Scarred by real-life ‘Fauda’: Meet the champion for soldiers suffering with PTSD

Oren Or Bittoun gives speeches around the world urging veterans to talk about their experiences.

Oren Or Bittoun's story (YouTube/אורן אור ביטון Oren Or Bittoun)
It took 16 years of running away from his problems for Oren Or Bittoun, a former commander of the Border Police’s undercover counterterrorism unit, to get a proper diagnosis for what he was suffering from.
Bittoun was one of the first soldiers in the unit, taking part in dozens of classified operations in the West Bank during the First Intifada. During one operation, in 1992, he saw the chief of his unit killed, shot in the head by a Palestinian terrorist.
“I was supposed to die,” Bittoun, still visibly scarred from the event, told The Jerusalem Post during an interview in Herzliya.
While Bittoun saw many things during his service, his commander’s death was the straw that broke the camel’s back. After a short debriefing by the army he went home to commit suicide.
“I cocked my weapon, pointed it to my head and said the Shema Yisrael prayer,” he said. “I remember the door opening and my mother screaming and jumping on me... the gun went off, striking the floor, and it was only then that I realized what had happened.
“I didn’t tell anyone. I kept my suicide attempt secret.”
Soldiers who suffer from post-traumatic stress disorder usually re-experience traumatic battlefield events, through flashbacks or nightmares, severe anxiety, and uncontrollable thoughts about the event, severely impacting their everyday life.
After being released from the army Bittoun ran away from his problems, living in the Congo, New York, Switzerland, London and Paris before finally returning to Israel with his wife and eldest son.
According to Bittoun, no matter where he was, even in the Swiss Alps, he wore a gun and knife wherever he went, sure that someone was out to kill him.
“My body was in Tel Aviv but my soul was in the West Bank, in Jenin,” he said, adding that he would scream out his dead commander’s name in his sleep.
One night, 16 years after losing his commander, Bittoun came home from work and had a flashback to that night.
“Sixteen years later, I smelled everything... the smoke, death... I saw everything again, and then I felt someone grab my neck,” he said. “I grabbed the person back and when I opened my eyes I saw it was my six-year-old daughter. She was turning blue.”
“She started crying, asking me, ‘Daddy why do you want to kill me?’” Bittoun said. “I didn’t know what to say except that I loved her.”
It was then that his wife made him get help.
“I didn’t know what PTSD was, I thought I was crazy,” Bittoun told the Post, adding that no one in the army at that time knew how to recognize PTSD, and while it’s improved by leaps and bounds, “it’s not enough.”

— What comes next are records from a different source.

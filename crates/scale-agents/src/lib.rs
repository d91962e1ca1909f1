pub mod agents;
pub mod config;
pub mod confirmation;
pub mod errors;
pub mod executor;
pub mod formatter;
pub mod intent;
pub mod orchestrator;
pub mod router;

pub use agents::{
    AdminAgent, AgentRequest, HealthAgent, PerformanceAgent, QuotaAgent, ScaleAgent, StorageAgent,
};
pub use config::{AgentKind, Config, ConfigError, Settings, ToolRiskLevel, ToolRiskTable};
pub use confirmation::{
    Clock, ConfirmationGate, GatePolicy, ManualClock, PendingConfirmation, Resolution,
    SystemClock, Verdict,
};
pub use errors::{AgentError, RoutingError};
pub use executor::{ToolExecutor, ToolOutcome};
pub use formatter::{MarkdownFormatter, ResponseFormatter};
pub use intent::{Intent, IntentClassification, IntentClassifier, PatternClassifier};
pub use orchestrator::Orchestrator;
pub use router::{Route, Router};
use async_trait::async_trait;
use serde_json::{json, Map, Value};
use std::sync::Arc;

use super::{AgentCore, AgentRequest, ScaleAgent, Step};
use crate::config::AgentKind;
use crate::executor::ToolExecutor;
use crate::formatter::{list_items, ResponseFormatter};

/// Fileset, user and group quotas plus capacity reports. Deleting a quota
/// is gated; setting one is not.
pub struct QuotaAgent {
    core: AgentCore,
}

#[derive(Debug, Clone, Copy, PartialEq, Eq)]
enum Operation {
    Delete,
    Set,
    Usage,
    List,
}

impl Operation {
    fn detect(req: &AgentRequest) -> Self {
        if req.mentions_word(&["delete", "remove"]) {
            Operation::Delete
        } else if req.mentions_word(&["set", "limit"]) || req.param("limit").is_some() {
            Operation::Set
        } else if req.mentions(&["usage", "capacity", "space", "how much"]) {
            Operation::Usage
        } else {
            Operation::List
        }
    }
}

/// The object a quota applies to. Filesets win over users, users over groups.
fn quota_target(req: &AgentRequest) -> Option<(&'static str, &str)> {
    ["fileset", "user", "group"]
        .into_iter()
        .find_map(|kind| req.param(kind).map(|name| (kind, name)))
}

fn ask_for(what: &str, example: &str) -> String {
    format!("Please specify {}. Example: '{}'", what, example)
}

impl QuotaAgent {
    pub fn new(executor: Arc<ToolExecutor>, formatter: Arc<dyn ResponseFormatter>) -> Self {
        Self {
            core: AgentCore::new(AgentKind::Quota, executor, formatter),
        }
    }

    async fn handle(&self, req: &AgentRequest) -> Step<String> {
        let op = Operation::detect(req);
        let Some(filesystem) = req.param("filesystem") else {
            return Ok(ask_for(
                "a filesystem name",
                "Show quotas in filesystem gpfs01",
            ));
        };

        match op {
            Operation::Delete | Operation::Set => {
                let Some((quota_type, name)) = quota_target(req) else {
                    return Ok(ask_for(
                        "a fileset, user or group",
                        "Set 10TB quota on fileset project-data in gpfs01",
                    ));
                };
                let mut args = Map::new();
                args.insert("filesystem".into(), json!(filesystem));
                args.insert("quota_type".into(), json!(quota_type));
                args.insert("name".into(), json!(name));

                if op == Operation::Delete {
                    let title = format!("Quota Deleted: {} {}", quota_type, name);
                    return self.run(req, "delete_quota", Value::Object(args), &title).await;
                }

                let Some(limit) = req.param("limit") else {
                    return Ok(ask_for(
                        "a limit",
                        "Set 10TB quota on fileset project-data in gpfs01",
                    ));
                };
                args.insert("block_limit".into(), json!(limit));
                let title = format!("Quota Set: {} {} = {}", quota_type, name, limit);
                self.run(req, "set_quota", Value::Object(args), &title).await
            }

            Operation::Usage => match req.param("fileset") {
                Some(fileset) => {
                    self.run(
                        req,
                        "get_fileset_usage",
                        json!({"filesystem": filesystem, "fileset_name": fileset}),
                        &format!("Fileset Usage: {}", fileset),
                    )
                    .await
                }
                None => {
                    self.run(
                        req,
                        "get_filesystem",
                        json!({"filesystem": filesystem}),
                        &format!("Capacity: {}", filesystem),
                    )
                    .await
                }
            },

            Operation::List => {
                let mut args = Map::new();
                args.insert("filesystem".into(), json!(filesystem));
                if let Some(fileset) = req.param("fileset") {
                    args.insert("fileset".into(), json!(fileset));
                }
                let quotas = self
                    .core
                    .fetch(req, "list_quotas", Value::Object(args))
                    .await?;
                Ok(self
                    .core
                    .formatter()
                    .format_list(&list_items(&quotas), &format!("Quotas in {}", filesystem)))
            }
        }
    }

    async fn run(&self, req: &AgentRequest, tool: &str, args: Value, title: &str) -> Step<String> {
        let content = self.core.fetch(req, tool, args).await?;
        Ok(self.core.formatter().format(&content, Some(title)))
    }
}

#[async_trait]
impl ScaleAgent for QuotaAgent {
    fn kind(&self) -> AgentKind {
        AgentKind::Quota
    }

    fn description(&self) -> &str {
        "Views and sets fileset, user and group quotas and reports capacity usage. \
         Deleting a quota requires explicit confirmation."
    }

    async fn process(&self, request: &AgentRequest) -> String {
        let step = self.handle(request).await;
        self.core.finish(step, "quota operation")
    }
}

#[cfg(test)]
mod tests {
    use super::super::test_support::*;
    use super::*;

    fn agent(session: Arc<CannedSession>) -> QuotaAgent {
        QuotaAgent::new(executor_for(session), formatter())
    }

    #[test]
    fn delete_wins_over_set() {
        let req = request("remove the quota limit on fileset scratch", &[]);
        assert_eq!(Operation::detect(&req), Operation::Delete);
        let req = request("quota on fileset scratch", &[("limit", "5TB")]);
        assert_eq!(Operation::detect(&req), Operation::Set);
        let req = request("capacity usage of gpfs01", &[]);
        assert_eq!(Operation::detect(&req), Operation::Usage);
        let req = request("show quotas for fileset scratch", &[]);
        assert_eq!(Operation::detect(&req), Operation::List);
    }

    #[tokio::test]
    async fn set_quota_on_fileset() {
        let session = Arc::new(CannedSession::with(&[("set_quota", json!({"status": "ok"}))]));
        let reply = agent(session.clone())
            .process(&request(
                "Set 10TB quota on fileset project-data in gpfs01",
                &[
                    ("fileset", "project-data"),
                    ("filesystem", "gpfs01"),
                    ("limit", "10TB"),
                ],
            ))
            .await;

        assert!(reply.starts_with("**Quota Set: fileset project-data = 10TB**"));
        let args = session.args_of("set_quota").unwrap();
        assert_eq!(args["quota_type"], "fileset");
        assert_eq!(args["name"], "project-data");
        assert_eq!(args["block_limit"], "10TB");
    }

    #[tokio::test]
    async fn delete_quota_asks_for_confirmation() {
        let session = Arc::new(CannedSession::with(&[("delete_quota", json!({}))]));
        let reply = agent(session.clone())
            .process(&request(
                "delete quota for user alice in gpfs01",
                &[("user", "alice"), ("filesystem", "gpfs01")],
            ))
            .await;

        assert!(reply.starts_with("**⚠️ Confirmation Required**"));
        assert!(reply.contains("`delete_quota`"));
        assert!(session.tools_called().is_empty());
    }

    #[tokio::test]
    async fn capacity_without_fileset_reads_the_filesystem() {
        let session = Arc::new(CannedSession::with(&[(
            "get_filesystem",
            json!({"name": "gpfs01", "usedPercent": 71}),
        )]));
        let reply = agent(session.clone())
            .process(&request(
                "capacity usage of gpfs01",
                &[("filesystem", "gpfs01")],
            ))
            .await;

        assert!(reply.starts_with("**Capacity: gpfs01**"));
        assert_eq!(session.tools_called(), vec!["get_filesystem"]);
    }

    #[tokio::test]
    async fn list_and_missing_names() {
        let session = Arc::new(CannedSession::with(&[(
            "list_quotas",
            json!({"quotas": [{"name": "home"}, {"name": "scratch"}]}),
        )]));
        let reply = agent(session.clone())
            .process(&request("show quotas in gpfs01", &[("filesystem", "gpfs01")]))
            .await;
        assert!(reply.starts_with("**Quotas in gpfs01**"));
        assert!(reply.contains("2. `scratch`"));

        let reply = agent(session.clone())
            .process(&request("show quotas", &[]))
            .await;
        assert!(reply.starts_with("Please specify a filesystem name."));

        let reply = agent(session)
            .process(&request("set quota in gpfs01", &[("filesystem", "gpfs01")]))
            .await;
        assert!(reply.starts_with("Please specify a fileset, user or group."));
    }
}
use anyhow::Result;
use console::style;
use scale_agents::{AgentError, Orchestrator};
use std::io::Write;
use tokio::io::{AsyncBufReadExt, BufReader};
use tracing::error;

const EXIT_WORDS: &[&str] = &["exit", "quit", "/exit", "/quit"];

fn is_exit(line: &str) -> bool {
    EXIT_WORDS.contains(&line.trim().to_lowercase().as_str())
}

fn new_conversation_id() -> String {
    let millis = std::time::SystemTime::now()
        .duration_since(std::time::UNIX_EPOCH)
        .map(|d| d.as_millis())
        .unwrap_or_default();
    format!("cli-{}-{}", std::process::id(), millis)
}

/// Routing faults end the turn, not the session.
fn render(reply: Result<String, AgentError>) -> String {
    match reply {
        Ok(text) => text,
        Err(err) => {
            error!(error = %err, "Request failed");
            format!("{} {}", style("error:").red().bold(), err)
        }
    }
}

pub async fn handle_ask(orchestrator: &Orchestrator, text: &str) -> Result<()> {
    let conversation_id = new_conversation_id();
    let reply = orchestrator.process(text, &conversation_id).await;
    orchestrator.end_conversation(&conversation_id).await;
    let failed = reply.is_err();
    println!("{}", render(reply));
    if failed {
        anyhow::bail!("request could not be routed");
    }
    Ok(())
}

pub async fn handle_chat(orchestrator: &Orchestrator, conversation: Option<String>) -> Result<()> {
    let conversation_id = conversation.unwrap_or_else(new_conversation_id);
    println!(
        "{}",
        style("Storage Scale agents. Type 'help' for capabilities, 'exit' to quit.").dim()
    );

    let mut lines = BufReader::new(tokio::io::stdin()).lines();
    loop {
        print!("{} ", style(">").cyan().bold());
        std::io::stdout().flush()?;

        let Some(line) = lines.next_line().await? else {
            break;
        };
        if line.trim().is_empty() {
            continue;
        }
        if is_exit(&line) {
            break;
        }

        let reply = orchestrator.process(line.trim(), &conversation_id).await;
        println!("\n{}\n", render(reply));
    }

    orchestrator.end_conversation(&conversation_id).await;
    Ok(())
}

#[cfg(test)]
mod tests {
    use super::*;

    #[test]
    fn exit_words() {
        assert!(is_exit(" Quit "));
        assert!(is_exit("/exit"));
        assert!(!is_exit("exit the fileset"));
    }

    #[test]
    fn conversation_ids_are_prefixed() {
        assert!(new_conversation_id().starts_with("cli-"));
    }
}
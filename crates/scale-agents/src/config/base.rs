use etcetera::{choose_app_strategy, AppStrategy, AppStrategyArgs};
use once_cell::sync::{Lazy, OnceCell};
use serde::Deserialize;
use serde_json::Value;
use std::collections::HashMap;
use std::env;
use std::path::{Path, PathBuf};
use thiserror::Error;

pub static APP_STRATEGY: Lazy<AppStrategyArgs> = Lazy::new(|| AppStrategyArgs {
    top_level_domain: "io.github".to_string(),
    author: "scale-agents".to_string(),
    app_name: "scale-agents".to_string(),
});

/// Overrides the location of the YAML config file.
pub const CONFIG_PATH_ENV: &str = "SCALE_AGENTS_CONFIG_PATH";

#[derive(Error, Debug)]
pub enum ConfigError {
    #[error("Configuration value not found: {0}")]
    NotFound(String),
    #[error("Failed to deserialize value: {0}")]
    DeserializeError(String),
    #[error("Failed to read config file: {0}")]
    FileError(#[from] std::io::Error),
    #[error("Failed to create config directory: {0}")]
    DirectoryError(String),
    #[error("Invalid value for '{key}': {reason}")]
    InvalidValue { key: String, reason: String },
}

impl From<serde_json::Error> for ConfigError {
    fn from(err: serde_json::Error) -> Self {
        ConfigError::DeserializeError(err.to_string())
    }
}

impl From<serde_yaml::Error> for ConfigError {
    fn from(err: serde_yaml::Error) -> Self {
        ConfigError::DeserializeError(err.to_string())
    }
}

/// Key/value configuration backed by environment variables and a YAML file.
///
/// Values are looked up with the following precedence:
/// 1. Environment variable named after the upper-cased key
///    (`mcp_server_url` checks `MCP_SERVER_URL`), parsed as JSON when it
///    parses, else taken as a string
/// 2. The YAML config file (`~/.config/scale-agents/config.yaml` by default,
///    or the path in `SCALE_AGENTS_CONFIG_PATH`)
///
/// A missing file is treated as empty. Nothing is written unless
/// [`Config::set_param`] is called.
pub struct Config {
    config_path: PathBuf,
}

static GLOBAL_CONFIG: OnceCell<Config> = OnceCell::new();

impl Default for Config {
    fn default() -> Self {
        if let Ok(path) = env::var(CONFIG_PATH_ENV) {
            return Config {
                config_path: PathBuf::from(path),
            };
        }

        // - macOS/Linux: ~/.config/scale-agents/
        // - Windows:     ~\AppData\Roaming\scale-agents\scale-agents\config\
        let config_path = match choose_app_strategy(APP_STRATEGY.clone()) {
            Ok(strategy) => strategy.config_dir().join("config.yaml"),
            Err(e) => {
                tracing::warn!("No home directory ({}), using ./config.yaml", e);
                PathBuf::from("config.yaml")
            }
        };
        Config { config_path }
    }
}

impl Config {
    pub fn global() -> &'static Config {
        GLOBAL_CONFIG.get_or_init(Config::default)
    }

    pub fn new<P: AsRef<Path>>(config_path: P) -> Self {
        Config {
            config_path: config_path.as_ref().to_path_buf(),
        }
    }

    pub fn exists(&self) -> bool {
        self.config_path.exists()
    }

    pub fn path(&self) -> String {
        self.config_path.to_string_lossy().to_string()
    }

    pub fn load_values(&self) -> Result<HashMap<String, Value>, ConfigError> {
        if !self.config_path.exists() {
            return Ok(HashMap::new());
        }

        let content = std::fs::read_to_string(&self.config_path)?;
        if content.trim().is_empty() {
            return Ok(HashMap::new());
        }

        let yaml_value: serde_yaml::Value = serde_yaml::from_str(&content)?;
        let json_value: Value = serde_json::to_value(yaml_value)?;

        match json_value {
            Value::Object(map) => Ok(map.into_iter().collect()),
            _ => Ok(HashMap::new()),
        }
    }

    fn save_values(&self, values: HashMap<String, Value>) -> Result<(), ConfigError> {
        if let Some(parent) = self.config_path.parent() {
            if !parent.as_os_str().is_empty() {
                std::fs::create_dir_all(parent)
                    .map_err(|e| ConfigError::DirectoryError(e.to_string()))?;
            }
        }

        // Sorted output keeps diffs of the file stable.
        let sorted: std::collections::BTreeMap<_, _> = values.into_iter().collect();
        let yaml = serde_yaml::to_string(&sorted)?;
        std::fs::write(&self.config_path, yaml)?;
        Ok(())
    }

    /// Get a configuration value, deserialized into the requested type.
    pub fn get_param<T: for<'de> Deserialize<'de>>(&self, key: &str) -> Result<T, ConfigError> {
        let env_key = key.to_uppercase();
        if let Ok(val) = env::var(&env_key) {
            let value: Value = serde_json::from_str(&val).unwrap_or(Value::String(val));
            return Ok(serde_json::from_value(value)?);
        }

        let values = self.load_values()?;
        values
            .get(key)
            .ok_or_else(|| ConfigError::NotFound(key.to_string()))
            .and_then(|v| Ok(serde_json::from_value(v.clone())?))
    }

    /// Write a value to the config file. Environment overrides are untouched.
    pub fn set_param(&self, key: &str, value: Value) -> Result<(), ConfigError> {
        let mut values = self.load_values()?;
        values.insert(key.to_string(), value);
        self.save_values(values)
    }

    pub fn delete(&self, key: &str) -> Result<(), ConfigError> {
        let mut values = self.load_values()?;
        values.remove(key);
        self.save_values(values)
    }
}

#[cfg(test)]
mod tests {
    use super::*;
    use serial_test::serial;
    use tempfile::NamedTempFile;

    #[test]
    fn test_basic_config() -> Result<(), ConfigError> {
        let temp_file = NamedTempFile::new().unwrap();
        let config = Config::new(temp_file.path());

        config.set_param("scale_test_key", Value::String("test_value".to_string()))?;

        let value: String = config.get_param("scale_test_key")?;
        assert_eq!(value, "test_value");
        Ok(())
    }

    #[test]
    #[serial]
    fn test_env_overrides_file() -> Result<(), ConfigError> {
        let temp_file = NamedTempFile::new().unwrap();
        let config = Config::new(temp_file.path());
        config.set_param("scale_env_key", Value::String("from_file".to_string()))?;

        temp_env::with_var("SCALE_ENV_KEY", Some("from_env"), || {
            let value: String = config.get_param("scale_env_key").unwrap();
            assert_eq!(value, "from_env");
        });
        Ok(())
    }

    #[test]
    #[serial]
    fn test_env_value_parsed_as_json() {
        let config = Config::new("/nonexistent/scale-agents/config.yaml");
        temp_env::with_vars(
            [
                ("SCALE_RETRIES", Some("5")),
                ("SCALE_AGENT_LIST", Some("[\"health\",\"storage\"]")),
            ],
            || {
                let retries: u32 = config.get_param("scale_retries").unwrap();
                assert_eq!(retries, 5);
                let agents: Vec<String> = config.get_param("scale_agent_list").unwrap();
                assert_eq!(agents, vec!["health", "storage"]);
            },
        );
    }

    #[test]
    fn test_complex_type() -> Result<(), ConfigError> {
        #[derive(Deserialize, Debug, PartialEq)]
        struct Overrides {
            delete_fileset: String,
        }

        let temp_file = NamedTempFile::new().unwrap();
        std::fs::write(
            temp_file.path(),
            "tool_risk_overrides:\n  delete_fileset: high\n",
        )?;
        let config = Config::new(temp_file.path());

        let overrides: Overrides = config.get_param("tool_risk_overrides")?;
        assert_eq!(overrides.delete_fileset, "high");
        Ok(())
    }

    #[test]
    fn test_missing_file_and_value() {
        let config = Config::new("/nonexistent/scale-agents/config.yaml");
        assert!(!config.exists());
        let result: Result<String, ConfigError> = config.get_param("scale_missing_key");
        assert!(matches!(result, Err(ConfigError::NotFound(_))));
    }

    #[test]
    fn test_set_creates_parent_and_delete_removes() -> Result<(), ConfigError> {
        let dir = tempfile::tempdir().unwrap();
        let config = Config::new(dir.path().join("nested").join("config.yaml"));

        config.set_param("scale_a", Value::from(1))?;
        config.set_param("scale_b", Value::from(true))?;
        assert!(config.exists());

        config.delete("scale_a")?;
        let values = config.load_values()?;
        assert!(!values.contains_key("scale_a"));
        assert_eq!(values.get("scale_b"), Some(&Value::from(true)));
        Ok(())
    }
}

While Israel does not have a specific unit dealing with veterans as the US has, the Defense Ministry and the IDF provide wounded soldiers and their families with a variety of services, including mental health treatment.
Some nine months after officials from Israel and the US met to discuss joint cooperation in the field of treating soldiers suffering from PTSD, Deputy Defense Minister Eli Ben-Dahan has recommended that Israel adopt two initiatives already in place in the US for wounded veterans.
More than 1.6 million US veterans receive mental health treatment from the Department of Veterans Affairs, and the ministry allows veterans to get treatment for five years after their discharge without registering with the VA at some 300 clinics around the country.
According to sources familiar with Ben-Dahan’s initiatives, the ministry wants to make the mental health of a soldier suffering from PTSD a priority, making sure that they get the mental health treatment required without being held up by bureaucracy.
The source told the Post it is imperative to shorten the bureaucratic process as it is crucial to be diagnosed and to receive the proper treatment as soon as possible after experiencing a traumatic event.
Bittoun has since become a role model for IDF soldiers who suffer from PTSD, writing a book about his experience and helping former soldiers who reach out to him on Facebook for help and give speeches around the world about PTSD .
“I’ve made this my life mission. My old mission was to be a soldier, but now my mission is to help others who suffer as I did,” Bittoun said. “Don’t close your eyes. If it is hard and you feel like it’s too much, go talk to someone. Don’t deal with it alone. If you don’t talk about it, it will only get worse.”